** Records **
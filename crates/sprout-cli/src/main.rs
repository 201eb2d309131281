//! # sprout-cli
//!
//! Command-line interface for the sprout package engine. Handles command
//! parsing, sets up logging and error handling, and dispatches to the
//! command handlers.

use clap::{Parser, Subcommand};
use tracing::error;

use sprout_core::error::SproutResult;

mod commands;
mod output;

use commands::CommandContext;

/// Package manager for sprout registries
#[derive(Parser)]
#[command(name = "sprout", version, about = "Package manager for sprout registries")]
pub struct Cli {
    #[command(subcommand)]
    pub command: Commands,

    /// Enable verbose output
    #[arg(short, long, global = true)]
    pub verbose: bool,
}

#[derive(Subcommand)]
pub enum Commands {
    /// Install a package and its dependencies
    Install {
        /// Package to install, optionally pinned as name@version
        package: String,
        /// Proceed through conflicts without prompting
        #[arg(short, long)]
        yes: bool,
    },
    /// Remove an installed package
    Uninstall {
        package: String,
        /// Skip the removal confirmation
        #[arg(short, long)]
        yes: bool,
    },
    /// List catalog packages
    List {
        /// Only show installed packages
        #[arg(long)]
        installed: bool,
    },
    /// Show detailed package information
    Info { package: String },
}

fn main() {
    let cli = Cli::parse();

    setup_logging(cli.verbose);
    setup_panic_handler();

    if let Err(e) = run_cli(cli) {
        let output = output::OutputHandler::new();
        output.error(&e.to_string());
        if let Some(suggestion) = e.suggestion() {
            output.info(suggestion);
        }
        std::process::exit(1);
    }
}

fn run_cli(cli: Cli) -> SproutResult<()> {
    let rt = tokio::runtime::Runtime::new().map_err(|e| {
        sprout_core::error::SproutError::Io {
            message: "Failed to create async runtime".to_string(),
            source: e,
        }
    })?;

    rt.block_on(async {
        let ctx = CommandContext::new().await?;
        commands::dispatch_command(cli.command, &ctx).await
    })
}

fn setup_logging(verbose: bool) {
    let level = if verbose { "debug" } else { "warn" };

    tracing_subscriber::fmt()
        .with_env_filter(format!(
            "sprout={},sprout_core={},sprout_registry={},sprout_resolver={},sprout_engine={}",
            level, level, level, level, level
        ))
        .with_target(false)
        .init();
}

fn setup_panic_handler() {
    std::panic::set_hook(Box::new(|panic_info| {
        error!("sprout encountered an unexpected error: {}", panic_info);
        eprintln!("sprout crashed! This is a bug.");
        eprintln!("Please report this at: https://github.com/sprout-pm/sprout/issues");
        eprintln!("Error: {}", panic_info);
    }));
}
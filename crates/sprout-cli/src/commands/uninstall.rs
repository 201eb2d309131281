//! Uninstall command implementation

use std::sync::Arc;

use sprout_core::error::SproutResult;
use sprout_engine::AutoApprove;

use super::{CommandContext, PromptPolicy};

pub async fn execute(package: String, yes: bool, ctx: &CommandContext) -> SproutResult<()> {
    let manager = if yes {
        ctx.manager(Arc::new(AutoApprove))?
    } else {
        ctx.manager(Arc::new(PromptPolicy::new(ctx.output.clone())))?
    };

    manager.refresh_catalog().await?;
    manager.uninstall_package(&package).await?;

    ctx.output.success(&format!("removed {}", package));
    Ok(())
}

---

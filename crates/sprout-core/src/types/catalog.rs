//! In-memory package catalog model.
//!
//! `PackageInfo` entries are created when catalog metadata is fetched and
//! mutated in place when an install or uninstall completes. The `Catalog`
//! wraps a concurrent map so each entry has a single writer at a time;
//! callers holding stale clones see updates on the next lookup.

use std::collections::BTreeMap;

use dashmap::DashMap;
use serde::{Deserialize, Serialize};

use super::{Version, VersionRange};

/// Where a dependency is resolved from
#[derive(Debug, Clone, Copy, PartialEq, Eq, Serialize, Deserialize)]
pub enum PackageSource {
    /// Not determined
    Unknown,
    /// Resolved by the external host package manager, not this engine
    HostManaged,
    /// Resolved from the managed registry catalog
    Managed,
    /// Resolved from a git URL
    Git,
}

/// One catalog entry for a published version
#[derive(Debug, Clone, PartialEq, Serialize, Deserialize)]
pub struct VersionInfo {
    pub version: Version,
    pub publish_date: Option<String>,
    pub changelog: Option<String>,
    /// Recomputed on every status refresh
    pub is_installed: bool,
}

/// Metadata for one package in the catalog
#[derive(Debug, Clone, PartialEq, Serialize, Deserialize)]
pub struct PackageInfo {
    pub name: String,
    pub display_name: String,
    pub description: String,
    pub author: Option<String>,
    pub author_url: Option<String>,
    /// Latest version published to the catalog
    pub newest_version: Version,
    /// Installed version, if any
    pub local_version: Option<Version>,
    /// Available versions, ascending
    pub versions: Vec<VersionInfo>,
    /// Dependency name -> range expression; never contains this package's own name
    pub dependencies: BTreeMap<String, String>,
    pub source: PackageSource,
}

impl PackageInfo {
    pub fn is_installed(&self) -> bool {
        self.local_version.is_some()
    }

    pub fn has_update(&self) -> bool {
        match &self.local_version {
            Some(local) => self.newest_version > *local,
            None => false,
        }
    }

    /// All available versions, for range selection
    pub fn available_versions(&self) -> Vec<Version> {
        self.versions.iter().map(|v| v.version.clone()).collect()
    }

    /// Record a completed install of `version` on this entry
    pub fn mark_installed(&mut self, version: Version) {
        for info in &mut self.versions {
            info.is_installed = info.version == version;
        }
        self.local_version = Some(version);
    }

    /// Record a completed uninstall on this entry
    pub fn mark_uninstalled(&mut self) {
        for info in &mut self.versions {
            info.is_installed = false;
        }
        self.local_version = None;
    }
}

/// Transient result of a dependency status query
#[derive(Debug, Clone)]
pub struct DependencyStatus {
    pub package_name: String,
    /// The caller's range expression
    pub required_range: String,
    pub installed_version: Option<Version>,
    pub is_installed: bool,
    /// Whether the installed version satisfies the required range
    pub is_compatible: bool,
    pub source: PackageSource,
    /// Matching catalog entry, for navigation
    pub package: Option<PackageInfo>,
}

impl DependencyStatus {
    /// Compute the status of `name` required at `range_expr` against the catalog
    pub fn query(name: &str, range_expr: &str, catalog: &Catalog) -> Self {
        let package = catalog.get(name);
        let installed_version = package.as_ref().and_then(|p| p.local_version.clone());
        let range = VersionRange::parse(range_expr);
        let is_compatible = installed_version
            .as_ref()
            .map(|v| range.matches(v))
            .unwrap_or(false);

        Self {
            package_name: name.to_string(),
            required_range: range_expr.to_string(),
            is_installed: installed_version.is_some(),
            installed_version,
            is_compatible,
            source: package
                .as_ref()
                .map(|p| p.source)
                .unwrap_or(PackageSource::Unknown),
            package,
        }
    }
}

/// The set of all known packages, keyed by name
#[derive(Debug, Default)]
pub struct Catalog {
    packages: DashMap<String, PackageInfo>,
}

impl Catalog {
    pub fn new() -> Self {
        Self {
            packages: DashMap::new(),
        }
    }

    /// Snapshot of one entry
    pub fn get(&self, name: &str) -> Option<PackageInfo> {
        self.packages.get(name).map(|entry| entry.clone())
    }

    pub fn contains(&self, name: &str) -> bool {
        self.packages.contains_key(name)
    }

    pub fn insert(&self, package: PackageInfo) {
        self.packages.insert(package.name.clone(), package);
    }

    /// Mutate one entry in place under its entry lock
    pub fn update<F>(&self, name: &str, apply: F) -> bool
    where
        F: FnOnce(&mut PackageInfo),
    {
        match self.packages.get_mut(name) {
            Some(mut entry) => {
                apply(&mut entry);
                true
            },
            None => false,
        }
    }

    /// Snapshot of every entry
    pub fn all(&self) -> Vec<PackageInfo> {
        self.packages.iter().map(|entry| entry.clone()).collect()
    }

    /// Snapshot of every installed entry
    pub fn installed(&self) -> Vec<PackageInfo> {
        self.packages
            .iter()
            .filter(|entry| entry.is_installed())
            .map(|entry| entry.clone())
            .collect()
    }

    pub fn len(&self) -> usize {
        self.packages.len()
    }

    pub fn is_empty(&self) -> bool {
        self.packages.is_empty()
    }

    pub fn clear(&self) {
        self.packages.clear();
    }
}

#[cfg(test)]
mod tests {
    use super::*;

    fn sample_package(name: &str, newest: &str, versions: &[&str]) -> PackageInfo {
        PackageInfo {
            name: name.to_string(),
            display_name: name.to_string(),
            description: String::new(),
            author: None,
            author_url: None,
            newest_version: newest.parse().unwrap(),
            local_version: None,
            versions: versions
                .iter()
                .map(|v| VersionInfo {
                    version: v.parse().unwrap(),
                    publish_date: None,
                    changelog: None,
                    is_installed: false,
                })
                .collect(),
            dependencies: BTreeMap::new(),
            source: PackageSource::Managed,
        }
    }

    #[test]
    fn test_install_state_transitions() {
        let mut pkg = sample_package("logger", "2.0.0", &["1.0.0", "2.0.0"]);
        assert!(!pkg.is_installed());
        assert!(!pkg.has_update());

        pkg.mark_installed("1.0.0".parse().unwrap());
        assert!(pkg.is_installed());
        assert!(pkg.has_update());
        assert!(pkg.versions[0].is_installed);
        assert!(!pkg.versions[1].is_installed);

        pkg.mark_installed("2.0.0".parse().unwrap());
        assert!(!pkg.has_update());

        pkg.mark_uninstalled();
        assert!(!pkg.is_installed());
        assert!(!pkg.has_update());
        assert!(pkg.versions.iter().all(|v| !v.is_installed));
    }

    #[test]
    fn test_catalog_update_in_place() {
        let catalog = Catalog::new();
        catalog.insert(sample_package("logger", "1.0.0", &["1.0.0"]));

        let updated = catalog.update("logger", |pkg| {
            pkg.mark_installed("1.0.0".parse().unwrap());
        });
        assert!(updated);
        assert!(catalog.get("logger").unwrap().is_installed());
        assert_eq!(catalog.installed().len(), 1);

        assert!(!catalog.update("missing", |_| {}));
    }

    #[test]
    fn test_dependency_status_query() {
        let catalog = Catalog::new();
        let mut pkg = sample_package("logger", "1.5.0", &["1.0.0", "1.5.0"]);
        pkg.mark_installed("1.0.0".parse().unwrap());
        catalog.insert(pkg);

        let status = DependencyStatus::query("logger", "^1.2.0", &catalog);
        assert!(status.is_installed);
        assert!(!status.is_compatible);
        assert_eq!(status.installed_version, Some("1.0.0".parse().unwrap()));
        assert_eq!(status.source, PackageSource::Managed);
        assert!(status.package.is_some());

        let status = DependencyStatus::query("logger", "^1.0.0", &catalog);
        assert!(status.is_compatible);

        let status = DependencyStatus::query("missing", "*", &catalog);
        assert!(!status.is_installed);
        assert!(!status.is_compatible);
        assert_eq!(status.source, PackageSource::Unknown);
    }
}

...

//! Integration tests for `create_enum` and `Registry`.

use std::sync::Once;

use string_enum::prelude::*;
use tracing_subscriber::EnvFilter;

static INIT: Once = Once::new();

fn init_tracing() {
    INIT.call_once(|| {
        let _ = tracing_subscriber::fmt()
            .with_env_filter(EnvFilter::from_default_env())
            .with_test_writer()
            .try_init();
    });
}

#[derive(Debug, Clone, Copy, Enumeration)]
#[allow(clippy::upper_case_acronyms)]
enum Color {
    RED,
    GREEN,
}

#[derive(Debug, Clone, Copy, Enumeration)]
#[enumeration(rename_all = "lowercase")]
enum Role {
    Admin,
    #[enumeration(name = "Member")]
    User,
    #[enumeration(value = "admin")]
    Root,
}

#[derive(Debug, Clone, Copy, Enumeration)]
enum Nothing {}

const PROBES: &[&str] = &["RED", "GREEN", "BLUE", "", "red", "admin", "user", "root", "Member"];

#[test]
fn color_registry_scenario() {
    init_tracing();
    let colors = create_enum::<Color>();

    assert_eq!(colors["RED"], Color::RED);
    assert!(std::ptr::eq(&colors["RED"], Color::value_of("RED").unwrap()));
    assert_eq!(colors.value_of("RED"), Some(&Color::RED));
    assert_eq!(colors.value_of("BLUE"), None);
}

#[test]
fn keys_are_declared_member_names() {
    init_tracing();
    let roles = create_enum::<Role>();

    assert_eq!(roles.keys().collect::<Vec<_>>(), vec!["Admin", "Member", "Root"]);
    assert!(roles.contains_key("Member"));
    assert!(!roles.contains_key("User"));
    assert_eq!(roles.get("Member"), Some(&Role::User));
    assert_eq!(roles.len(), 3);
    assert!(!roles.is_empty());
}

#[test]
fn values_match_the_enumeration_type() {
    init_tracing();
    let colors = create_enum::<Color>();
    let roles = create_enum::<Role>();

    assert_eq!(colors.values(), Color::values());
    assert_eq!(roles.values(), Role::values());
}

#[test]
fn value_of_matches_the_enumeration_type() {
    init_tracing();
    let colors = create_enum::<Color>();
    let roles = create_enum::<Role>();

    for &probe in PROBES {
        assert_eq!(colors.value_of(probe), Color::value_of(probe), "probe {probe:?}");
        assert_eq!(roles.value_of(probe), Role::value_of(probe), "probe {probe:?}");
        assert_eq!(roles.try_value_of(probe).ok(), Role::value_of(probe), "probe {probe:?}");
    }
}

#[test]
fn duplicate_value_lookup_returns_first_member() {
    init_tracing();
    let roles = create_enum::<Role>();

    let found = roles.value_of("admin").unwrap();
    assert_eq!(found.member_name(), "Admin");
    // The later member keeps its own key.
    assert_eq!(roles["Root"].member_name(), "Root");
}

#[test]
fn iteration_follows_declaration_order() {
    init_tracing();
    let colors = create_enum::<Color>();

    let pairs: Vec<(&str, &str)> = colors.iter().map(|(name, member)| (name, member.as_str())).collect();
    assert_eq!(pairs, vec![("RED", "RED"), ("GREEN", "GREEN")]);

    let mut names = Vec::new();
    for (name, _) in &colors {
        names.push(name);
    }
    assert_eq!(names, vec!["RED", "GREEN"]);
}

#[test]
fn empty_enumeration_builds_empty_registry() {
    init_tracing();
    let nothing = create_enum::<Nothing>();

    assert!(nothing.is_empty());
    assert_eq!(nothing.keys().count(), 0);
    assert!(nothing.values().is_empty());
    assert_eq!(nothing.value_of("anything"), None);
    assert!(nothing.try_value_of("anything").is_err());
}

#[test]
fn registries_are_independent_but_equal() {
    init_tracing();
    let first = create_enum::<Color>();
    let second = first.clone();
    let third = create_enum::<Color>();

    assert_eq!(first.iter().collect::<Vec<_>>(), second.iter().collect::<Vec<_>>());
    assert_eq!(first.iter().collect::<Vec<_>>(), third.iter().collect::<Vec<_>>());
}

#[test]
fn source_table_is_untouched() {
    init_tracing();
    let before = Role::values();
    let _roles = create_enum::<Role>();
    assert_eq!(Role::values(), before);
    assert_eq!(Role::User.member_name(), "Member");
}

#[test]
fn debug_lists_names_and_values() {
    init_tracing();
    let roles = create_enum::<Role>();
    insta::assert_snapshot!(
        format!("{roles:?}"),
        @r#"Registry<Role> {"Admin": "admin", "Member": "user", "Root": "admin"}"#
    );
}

** What you have to do **
Looking at the entries above, copy out every line in which "super" occurs.

** Solution **
use super::{CommandContext, PromptPolicy};
use super::{Version, VersionRange};
    use super::*;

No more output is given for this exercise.